Проблема заключалась в том, что на ум князю, как он сам мне сознался, больше шли совсем иные и, как назло, даже куда более приземленные, нежели ранее.
Потому он и решился, преодолев застенчивость, обратиться ко мне вроде как за консультацией – а как их вообще писать, поскольку за время недолгого общения шотландец успел рассказать Ивану кое-что обо мне, в том числе и о моих мастерских переводах стихов Дугласа на русский язык, вот Хворостинин и...
Ну и как тут не помочь начинающему русскому поэту?
В отличие от Квентина я был куда лояльнее и первым делом попытался растолковать, что писать стихи на заданную тему, если человек не обладает большим талантом, нечего и думать, ибо они должны литься из самого сердца, то есть непроизвольно.
Следовательно, раз Иван не влюблен, лучше не пытаться воспевать свои нежные чувства, которые отсутствуют, к предмету своей страсти, которого тоже нет на горизонте, иначе получится как при запоре – потуг много, а толку пшик.
– Влюбишься – они сами из тебя хлынут, – твердо заявил я и обнадежил: – А в том, что все остальное для виршей недостойно, князь Дуглас хватил через край. Если стихи красивые, то что бы ты ни написал – переживет века.
– Правда?! – вспыхнул от радости Иван. – Не утешаешь ли?
– Крест святой, – заверил я его и для достоверности перекрестился, добавив: – Давно забудется, кто из бояр и на каком месте сиживал в Думе, имена царских дочерей и прочих родичей государя, не говоря уж о митрополитах и епископах, а твои стихи будут повсюду читать и умиляться. Правда, кто их сочинил, тоже могут подзабыть...
– Да это пущай, – беззаботно отмахнулся он, – лишь бы сами они жили, а уж я как-нибудь.
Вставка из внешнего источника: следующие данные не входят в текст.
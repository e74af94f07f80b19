use std::collections::HashMap;

use common::test_tools::http::constants::{
    RECEIVED_TIMESTAMP_FOR_MOCK_REQUESTS, REQUEST_TIME_FOR_MOCK_REQUESTS,
};
use common::test_tools::http::helpers::{
    build_raw_request, build_stage_context, with_headers, with_json_body, with_text_body,
};
use common::test_tools::jwt::build_unsigned_token;
use model::raw_request::AuthCredentials;
use model::stage::StageContext;
use offline_proxy_event::config::Config;
use offline_proxy_event::event_builder::{
    EventBuilder, AUTHORIZER_OVERRIDE_HEADER, DEFAULT_PRINCIPAL_ID,
};
use rstest::*;
use serde_json::{json, Value};

use crate::helpers::ids::SequentialIds;
use crate::helpers::logger::RecordingLogger;

mod helpers;

#[fixture]
fn ids() -> SequentialIds {
    SequentialIds::default()
}

fn build(config: &Config, ids: &SequentialIds, request: &model::raw_request::RawRequest) -> Value {
    let event = EventBuilder::new(config, ids).build(request, &build_stage_context("/foo/bar"));
    serde_json::to_value(event).unwrap()
}

#[rstest]
fn get_request_matches_gateway_shape(ids: SequentialIds) {
    let request = with_headers(
        build_raw_request("get", "/dev/foo/bar", "/dev/foo/bar"),
        &[("Host", "localhost:3000"), ("User-Agent", "curl/8.0")],
    );

    let event = build(&Config::default(), &ids, &request);

    assert_eq!(
        event,
        json!({
            "body": null,
            "headers": { "Host": "localhost:3000", "User-Agent": "curl/8.0" },
            "httpMethod": "GET",
            "isBase64Encoded": false,
            "multiValueHeaders": { "Host": ["localhost:3000"], "User-Agent": ["curl/8.0"] },
            "multiValueQueryStringParameters": {},
            "path": "/foo/bar",
            "pathParameters": null,
            "queryStringParameters": null,
            "requestContext": {
                "accountId": "offlineContext_accountId",
                "apiId": "offlineContext_apiId",
                "authorizer": { "principalId": DEFAULT_PRINCIPAL_ID },
                "domainName": "offlineContext_domainName",
                "domainPrefix": "offlineContext_domainPrefix",
                "extendedRequestId": "id-1",
                "httpMethod": "GET",
                "identity": {
                    "accessKey": null,
                    "accountId": "offlineContext_accountId",
                    "apiKey": "offlineContext_apiKey",
                    "apiKeyId": "offlineContext_apiKeyId",
                    "caller": "offlineContext_caller",
                    "cognitoAuthenticationProvider": "offlineContext_cognitoAuthenticationProvider",
                    "cognitoAuthenticationType": "offlineContext_cognitoAuthenticationType",
                    "cognitoIdentityId": "offlineContext_cognitoIdentityId",
                    "cognitoIdentityPoolId": "offlineContext_cognitoIdentityPoolId",
                    "principalOrgId": null,
                    "sourceIp": "127.0.0.1",
                    "user": "offlineContext_user",
                    "userAgent": "curl/8.0",
                    "userArn": "offlineContext_userArn"
                },
                "path": "/foo/bar",
                "protocol": "HTTP/1.1",
                "requestId": "id-2",
                "requestTime": REQUEST_TIME_FOR_MOCK_REQUESTS,
                "requestTimeEpoch": RECEIVED_TIMESTAMP_FOR_MOCK_REQUESTS,
                "resourceId": "offlineContext_resourceId",
                "resourcePath": "/dev/foo/bar",
                "stage": "dev"
            },
            "resource": "/foo/bar",
            "stageVariables": null
        })
    );
}

#[rstest]
fn empty_body_injects_nothing(ids: SequentialIds) {
    let request = with_text_body(build_raw_request("POST", "/dev/foo/bar", "/dev/foo/bar"), "");

    let event = build(&Config::default(), &ids, &request);

    assert_eq!(event["body"], Value::Null);
    assert_eq!(event["headers"], json!({}));
}

#[rstest]
fn text_body_gets_content_headers(ids: SequentialIds) {
    let request = with_text_body(
        build_raw_request("POST", "/dev/foo/bar", "/dev/foo/bar"),
        "{\"name\":\"ünïcode\"}",
    );

    let event = build(&Config::default(), &ids, &request);

    assert_eq!(event["body"], "{\"name\":\"ünïcode\"}");
    assert_eq!(event["headers"]["Content-Length"], "20");
    assert_eq!(event["headers"]["Content-Type"], "application/json");
    assert_eq!(event["multiValueHeaders"], Value::Null);
}

#[rstest]
fn json_body_is_passed_as_received(ids: SequentialIds) {
    let request = with_headers(
        with_json_body(
            build_raw_request("PUT", "/dev/foo/bar", "/dev/foo/bar"),
            "{\n  \"a\": 1\n}",
        ),
        &[("content-type", "application/json; charset=utf-8")],
    );

    let event = build(&Config::default(), &ids, &request);

    assert_eq!(event["body"], "{\n  \"a\": 1\n}");
    assert_eq!(event["headers"]["Content-Length"], "12");
    assert_eq!(event["headers"].get("Content-Type"), None);
}

#[rstest]
fn bearer_token_exposes_claims_and_scopes(ids: SequentialIds) {
    let claims = json!({ "sub": "user-1", "scope": "a b c" });
    let bearer = format!("Bearer {}", build_unsigned_token(&claims));
    let request = with_headers(
        build_raw_request("GET", "/dev/foo/bar", "/dev/foo/bar"),
        &[("Authorization", bearer.as_str())],
    );

    let event = build(&Config::default(), &ids, &request);

    assert_eq!(event["requestContext"]["authorizer"]["scopes"], json!(["a", "b", "c"]));
    assert_eq!(event["requestContext"]["authorizer"]["claims"], claims);
}

#[rstest]
fn override_header_replaces_authorizer(ids: SequentialIds) {
    let bearer = format!("Bearer {}", build_unsigned_token(&json!({ "scope": "a" })));
    let mut request = with_headers(
        build_raw_request("GET", "/dev/foo/bar", "/dev/foo/bar"),
        &[
            ("Authorization", bearer.as_str()),
            (AUTHORIZER_OVERRIDE_HEADER, r#"{"x":1}"#),
        ],
    );
    request.auth = Some(AuthCredentials {
        principal_id: Some("someone".to_owned()),
        context: None,
    });

    let event = build(&Config::default(), &ids, &request);

    assert_eq!(event["requestContext"]["authorizer"], json!({ "x": 1 }));
}

#[rstest]
fn override_header_matches_any_casing(ids: SequentialIds) {
    let request = with_headers(
        build_raw_request("GET", "/dev/foo/bar", "/dev/foo/bar"),
        &[("Sls-Offline-Authorizer-Override", r#"{"x":1}"#)],
    );

    let event = build(&Config::default(), &ids, &request);

    assert_eq!(event["requestContext"]["authorizer"], json!({ "x": 1 }));
}

#[rstest]
#[case::request_credentials(Some("from-request"), Some("from-env"), "from-request")]
#[case::environment(None, Some("from-env"), "from-env")]
#[case::fallback(None, None, DEFAULT_PRINCIPAL_ID)]
fn invalid_environment_override_falls_back(
    ids: SequentialIds,
    #[case] request_principal: Option<&str>,
    #[case] env_principal: Option<&str>,
    #[case] expected: &str,
) {
    let mut vars = vec![("AUTHORIZER", "{invalid")];
    vars.extend(env_principal.map(|principal| ("PRINCIPAL_ID", principal)));
    let config = Config::from_pairs(vars).unwrap();
    let mut request = build_raw_request("GET", "/dev/foo/bar", "/dev/foo/bar");
    request.auth = Some(AuthCredentials {
        principal_id: request_principal.map(str::to_owned),
        context: None,
    });
    let logger = RecordingLogger::default();

    let event = EventBuilder::new(&config, &ids)
        .with_logger(&logger)
        .build(&request, &build_stage_context("/foo/bar"));

    assert_eq!(
        serde_json::to_value(&event.request_context.authorizer).unwrap(),
        json!({ "principalId": expected })
    );
    assert_eq!(logger.messages().len(), 1);
    assert!(logger.messages()[0].contains("AUTHORIZER"));
}

#[rstest]
fn failed_header_override_keeps_environment_override(ids: SequentialIds) {
    let config = Config::from_pairs([("AUTHORIZER", r#"{"source":"env"}"#)]).unwrap();
    let request = with_headers(
        build_raw_request("GET", "/dev/foo/bar", "/dev/foo/bar"),
        &[(AUTHORIZER_OVERRIDE_HEADER, "not json")],
    );
    let logger = RecordingLogger::default();

    let event = EventBuilder::new(&config, &ids)
        .with_logger(&logger)
        .build(&request, &build_stage_context("/foo/bar"));

    assert_eq!(
        serde_json::to_value(&event.request_context.authorizer).unwrap(),
        json!({ "source": "env" })
    );
    assert_eq!(logger.messages().len(), 1);
}

#[rstest]
#[case::stage_prefix(None, "/foo/bar")]
#[case::route_key(Some("GET /foo/bar"), "GET /foo/bar")]
fn resource_from_route(ids: SequentialIds, #[case] route_key: Option<&str>, #[case] expected: &str) {
    let request = build_raw_request("GET", "/dev/foo/bar", "/dev/foo/bar");
    let stage = StageContext {
        route_key: route_key.map(str::to_owned),
        ..build_stage_context("/foo/bar")
    };

    let event = EventBuilder::new(&Config::default(), &ids).build(&request, &stage);

    assert_eq!(event.resource, expected);
    assert_eq!(event.request_context.resource_path, "/dev/foo/bar");
}

#[rstest]
fn repeated_query_keys(ids: SequentialIds) {
    let request = build_raw_request("GET", "/dev/foo/bar?a=1&a=2&b=x", "/dev/foo/bar");

    let event = build(&Config::default(), &ids, &request);

    assert_eq!(event["queryStringParameters"], json!({ "a": "2", "b": "x" }));
    assert_eq!(
        event["multiValueQueryStringParameters"],
        json!({ "a": ["1", "2"], "b": ["x"] })
    );
}

#[rstest]
fn path_parameters_and_stage_variables_pass_through(ids: SequentialIds) {
    let mut request = build_raw_request("DELETE", "/dev/users/42", "/dev/users/{id}");
    request.params = HashMap::from([("id".to_owned(), "42".to_owned())]);
    let stage = StageContext {
        stage_variables: Some(HashMap::from([("TABLE".to_owned(), "users-dev".to_owned())])),
        ..build_stage_context("/users/42")
    };

    let event = EventBuilder::new(&Config::default(), &ids).build(&request, &stage);

    assert_eq!(event.path_parameters, Some(request.params.clone()));
    assert_eq!(event.stage_variables, stage.stage_variables);
    assert_eq!(event.resource, "/users/{id}");
    assert_eq!(event.http_method, "DELETE");
}

#[rstest]
fn identity_overrides_from_environment_and_headers(ids: SequentialIds) {
    let config = Config::from_pairs([
        ("SLS_ACCOUNT_ID", "123456789012"),
        ("SLS_COGNITO_AUTHENTICATION_PROVIDER", "env-provider"),
        ("SLS_COGNITO_IDENTITY_ID", "env-identity"),
    ])
    .unwrap();
    let request = with_headers(
        build_raw_request("GET", "/dev/foo/bar", "/dev/foo/bar"),
        &[("cognito-authentication-provider", "header-provider")],
    );

    let event = build(&config, &ids, &request);
    let identity = &event["requestContext"]["identity"];

    assert_eq!(identity["accountId"], "123456789012");
    assert_eq!(identity["cognitoAuthenticationProvider"], "header-provider");
    assert_eq!(identity["cognitoIdentityId"], "env-identity");
    // Top level placeholders are never overridden.
    assert_eq!(event["requestContext"]["accountId"], "offlineContext_accountId");
}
– Ну зачем же как-нибудь, – возразил я. – Ты, главное, пиши и никуда не выбрасывай, а когда поднакопится, то отдашь их мне, а уж я уговорю государя напечатать самые лучшие отдельной книжкой. – И умилился, глядя, как мой собеседник в очередной раз заливается густым, сочным румянцем.
– Да оно, княже, так-то и ни к чему вовсе, – пробормотал он еле слышно.
Ну-ну, вижу я, как ни к чему. То-то ты, парень, сразу расцвел.
Чтобы совсем не смущать Ивана, куда уж больше, когда у него разрумянились не только щеки, но и юношеский пух, мягкий даже на вид, и тот порозовел, я перевел разговор на его родню и поинтересовался, не с одним ли из его родичей мой родной отец князь Константин Юрьевич некогда лупил татар под Молодями в хвост и в гриву.
Признаться, когда спрашивал, не ожидал, что родич этот – все-таки передо мной Хворостинин-Старковский – окажется его родным дядей Дмитрием Ивановичем. Оказывается, просто отца Ивана прозвали в свое время Старко, потому и у его единственного сына получилась такая приставка к основной фамилии.
Вот после этого князь, несказанно обрадовавшись такому повороту, несмело обратился ко мне:
– Тогда уж, коль так, дозволь я кой-что зачту тебе из писаного, кое не о любви.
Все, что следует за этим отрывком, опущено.